---- Provided records

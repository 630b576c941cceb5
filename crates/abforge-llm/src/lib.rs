//! abforge-llm - Chat-completion integration for action button generation
//!
//! This crate owns everything between the request pipeline and the hosted
//! completion endpoint:
//! - The [`ChatClient`] seam with Azure OpenAI, OpenAI, and mock providers
//! - Pure prompt assembly from business logic, bindings, and examples
//! - Completion cleanup (fence stripping, empty-output detection)
//!
//! **Note**: one completion call per request, no retry. A transport
//! failure and an empty completion are distinct errors so the server can
//! report them differently.

// Re-export core types
pub use client::{ChatClient, ChatRequest, ChatResponse};
pub use error::{LLMError, Result};

// Re-export providers
pub use provider::{AzureOpenAIProvider, ChatProvider, MockProvider, OpenAIProvider};

// Re-export generator pieces
pub use generator::{
    assemble_prompt, extract_code, AssembledPrompt, CodeGenerator, CodeGeneratorConfig,
    ExampleSource, PromptInput, MAX_EXAMPLE_CHARS, TRUNCATION_MARKER,
};

pub mod client;
pub mod error;
pub mod generator;
pub mod provider;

--------

• _Task objective_: Look over the entries above and say how many lines contain "providers"; give only the number.

• _Response to this exercise_: 2